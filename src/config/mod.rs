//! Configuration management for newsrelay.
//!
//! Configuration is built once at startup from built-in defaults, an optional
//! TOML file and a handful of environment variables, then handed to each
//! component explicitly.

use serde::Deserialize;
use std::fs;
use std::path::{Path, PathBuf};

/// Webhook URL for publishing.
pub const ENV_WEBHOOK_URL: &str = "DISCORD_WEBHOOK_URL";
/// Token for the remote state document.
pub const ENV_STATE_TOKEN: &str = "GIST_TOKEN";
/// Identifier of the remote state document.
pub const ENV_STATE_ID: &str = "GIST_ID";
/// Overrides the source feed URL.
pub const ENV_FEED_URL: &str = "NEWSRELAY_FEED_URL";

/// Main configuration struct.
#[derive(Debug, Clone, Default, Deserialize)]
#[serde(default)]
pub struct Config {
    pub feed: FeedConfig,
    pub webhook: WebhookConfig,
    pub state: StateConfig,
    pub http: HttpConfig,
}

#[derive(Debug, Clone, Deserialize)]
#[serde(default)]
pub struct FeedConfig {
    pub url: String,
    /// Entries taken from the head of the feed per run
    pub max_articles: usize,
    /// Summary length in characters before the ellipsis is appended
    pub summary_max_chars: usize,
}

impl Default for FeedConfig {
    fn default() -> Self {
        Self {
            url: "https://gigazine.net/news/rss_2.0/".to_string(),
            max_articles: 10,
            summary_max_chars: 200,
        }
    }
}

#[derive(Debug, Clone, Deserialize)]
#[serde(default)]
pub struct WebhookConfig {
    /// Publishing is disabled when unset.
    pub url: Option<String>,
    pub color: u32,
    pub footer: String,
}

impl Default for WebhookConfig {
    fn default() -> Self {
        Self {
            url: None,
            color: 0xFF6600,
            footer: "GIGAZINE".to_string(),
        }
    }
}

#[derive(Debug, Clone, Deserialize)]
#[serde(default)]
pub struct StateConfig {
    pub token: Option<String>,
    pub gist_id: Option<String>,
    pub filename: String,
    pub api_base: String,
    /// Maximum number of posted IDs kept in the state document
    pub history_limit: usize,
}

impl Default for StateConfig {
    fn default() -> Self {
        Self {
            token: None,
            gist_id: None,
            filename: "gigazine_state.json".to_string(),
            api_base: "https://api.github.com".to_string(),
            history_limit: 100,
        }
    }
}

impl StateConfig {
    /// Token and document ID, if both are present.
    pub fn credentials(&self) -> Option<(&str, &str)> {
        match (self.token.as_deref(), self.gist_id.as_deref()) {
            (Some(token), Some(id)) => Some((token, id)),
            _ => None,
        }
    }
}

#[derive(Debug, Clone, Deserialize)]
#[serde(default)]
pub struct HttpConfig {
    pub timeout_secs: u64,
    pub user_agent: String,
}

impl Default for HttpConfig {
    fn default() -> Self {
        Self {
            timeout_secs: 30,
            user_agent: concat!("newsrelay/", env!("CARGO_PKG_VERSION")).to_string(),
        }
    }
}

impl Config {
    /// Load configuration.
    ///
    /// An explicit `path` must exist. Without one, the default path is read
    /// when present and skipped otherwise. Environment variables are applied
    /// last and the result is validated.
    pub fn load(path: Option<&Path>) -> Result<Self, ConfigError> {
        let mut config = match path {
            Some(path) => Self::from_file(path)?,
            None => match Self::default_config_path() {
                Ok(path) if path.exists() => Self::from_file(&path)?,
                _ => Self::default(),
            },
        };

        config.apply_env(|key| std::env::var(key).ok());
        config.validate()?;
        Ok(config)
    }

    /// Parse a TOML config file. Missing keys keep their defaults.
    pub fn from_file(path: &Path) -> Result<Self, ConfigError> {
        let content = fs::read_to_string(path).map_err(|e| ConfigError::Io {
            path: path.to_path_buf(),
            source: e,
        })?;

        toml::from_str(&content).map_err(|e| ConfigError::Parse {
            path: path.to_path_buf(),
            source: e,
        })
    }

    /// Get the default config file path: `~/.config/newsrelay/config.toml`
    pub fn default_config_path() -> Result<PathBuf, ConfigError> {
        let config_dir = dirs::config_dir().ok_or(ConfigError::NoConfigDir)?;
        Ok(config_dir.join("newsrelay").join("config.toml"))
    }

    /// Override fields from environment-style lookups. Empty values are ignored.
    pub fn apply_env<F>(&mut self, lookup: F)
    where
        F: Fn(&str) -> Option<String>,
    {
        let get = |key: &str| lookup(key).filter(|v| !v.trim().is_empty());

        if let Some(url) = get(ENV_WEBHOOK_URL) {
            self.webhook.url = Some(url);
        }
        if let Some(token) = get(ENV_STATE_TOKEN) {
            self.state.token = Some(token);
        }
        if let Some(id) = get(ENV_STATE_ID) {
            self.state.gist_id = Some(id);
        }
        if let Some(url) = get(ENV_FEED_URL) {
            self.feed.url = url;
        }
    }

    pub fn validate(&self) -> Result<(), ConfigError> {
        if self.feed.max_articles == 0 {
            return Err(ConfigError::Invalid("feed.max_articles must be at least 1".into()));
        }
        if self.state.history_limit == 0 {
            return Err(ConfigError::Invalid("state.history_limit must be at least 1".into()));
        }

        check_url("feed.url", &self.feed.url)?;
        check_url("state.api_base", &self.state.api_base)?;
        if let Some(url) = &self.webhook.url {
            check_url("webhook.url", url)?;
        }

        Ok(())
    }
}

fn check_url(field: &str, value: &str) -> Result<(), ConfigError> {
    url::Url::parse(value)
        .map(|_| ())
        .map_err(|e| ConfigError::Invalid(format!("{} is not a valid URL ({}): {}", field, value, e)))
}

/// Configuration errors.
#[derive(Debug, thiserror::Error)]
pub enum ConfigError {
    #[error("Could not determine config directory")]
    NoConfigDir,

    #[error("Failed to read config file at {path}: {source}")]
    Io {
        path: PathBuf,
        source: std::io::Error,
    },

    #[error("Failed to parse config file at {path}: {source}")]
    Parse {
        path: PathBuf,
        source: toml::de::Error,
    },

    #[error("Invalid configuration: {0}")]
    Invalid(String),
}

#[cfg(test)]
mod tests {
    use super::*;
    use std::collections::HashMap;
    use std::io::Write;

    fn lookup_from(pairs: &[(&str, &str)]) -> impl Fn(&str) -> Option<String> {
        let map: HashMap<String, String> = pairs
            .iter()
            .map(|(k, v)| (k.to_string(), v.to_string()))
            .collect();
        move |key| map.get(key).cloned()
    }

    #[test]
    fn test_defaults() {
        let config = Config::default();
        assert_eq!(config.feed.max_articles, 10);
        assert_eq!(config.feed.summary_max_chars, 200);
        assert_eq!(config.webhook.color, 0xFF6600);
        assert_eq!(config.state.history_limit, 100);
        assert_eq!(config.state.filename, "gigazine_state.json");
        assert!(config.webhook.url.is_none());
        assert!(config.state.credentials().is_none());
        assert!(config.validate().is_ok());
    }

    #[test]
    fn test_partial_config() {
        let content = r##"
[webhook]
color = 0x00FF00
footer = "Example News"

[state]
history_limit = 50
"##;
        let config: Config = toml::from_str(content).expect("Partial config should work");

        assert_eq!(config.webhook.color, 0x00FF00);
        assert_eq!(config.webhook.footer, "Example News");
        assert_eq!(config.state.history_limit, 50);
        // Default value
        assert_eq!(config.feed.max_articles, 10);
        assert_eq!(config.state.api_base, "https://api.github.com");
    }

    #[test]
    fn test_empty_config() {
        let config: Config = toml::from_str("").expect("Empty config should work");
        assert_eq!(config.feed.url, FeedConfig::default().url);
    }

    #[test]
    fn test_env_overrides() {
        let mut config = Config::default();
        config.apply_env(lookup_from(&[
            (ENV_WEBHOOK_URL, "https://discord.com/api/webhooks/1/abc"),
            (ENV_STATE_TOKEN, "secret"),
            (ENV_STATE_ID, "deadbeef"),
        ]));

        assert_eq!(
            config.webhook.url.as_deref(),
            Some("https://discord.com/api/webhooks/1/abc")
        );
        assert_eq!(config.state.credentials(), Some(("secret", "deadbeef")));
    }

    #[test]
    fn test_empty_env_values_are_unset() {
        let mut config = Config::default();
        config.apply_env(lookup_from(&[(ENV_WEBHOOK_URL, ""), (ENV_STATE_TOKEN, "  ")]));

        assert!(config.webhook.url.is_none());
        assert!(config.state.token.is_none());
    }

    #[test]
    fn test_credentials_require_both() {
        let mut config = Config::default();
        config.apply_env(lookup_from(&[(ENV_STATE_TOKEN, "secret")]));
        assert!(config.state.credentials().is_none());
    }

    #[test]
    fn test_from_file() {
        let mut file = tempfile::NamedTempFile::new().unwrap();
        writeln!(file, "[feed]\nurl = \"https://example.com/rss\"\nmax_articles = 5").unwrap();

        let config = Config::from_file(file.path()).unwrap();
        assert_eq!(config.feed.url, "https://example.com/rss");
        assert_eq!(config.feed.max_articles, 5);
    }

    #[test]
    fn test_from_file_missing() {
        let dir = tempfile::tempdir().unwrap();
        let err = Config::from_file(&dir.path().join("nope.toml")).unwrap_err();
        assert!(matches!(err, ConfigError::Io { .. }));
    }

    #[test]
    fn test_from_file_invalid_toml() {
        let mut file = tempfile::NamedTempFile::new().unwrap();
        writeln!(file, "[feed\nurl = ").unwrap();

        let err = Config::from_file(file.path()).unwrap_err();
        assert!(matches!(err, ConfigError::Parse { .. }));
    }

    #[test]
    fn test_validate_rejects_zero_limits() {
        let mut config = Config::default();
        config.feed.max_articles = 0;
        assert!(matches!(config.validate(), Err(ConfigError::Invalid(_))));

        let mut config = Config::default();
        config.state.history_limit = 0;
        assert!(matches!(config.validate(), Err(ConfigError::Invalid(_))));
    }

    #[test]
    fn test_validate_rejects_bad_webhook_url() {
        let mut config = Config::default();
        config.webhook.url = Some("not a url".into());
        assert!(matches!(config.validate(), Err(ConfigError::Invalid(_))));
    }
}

════

Required work:
Across the entries above, how many lines contain the string "should"? The number alone is the answer.

Result:
2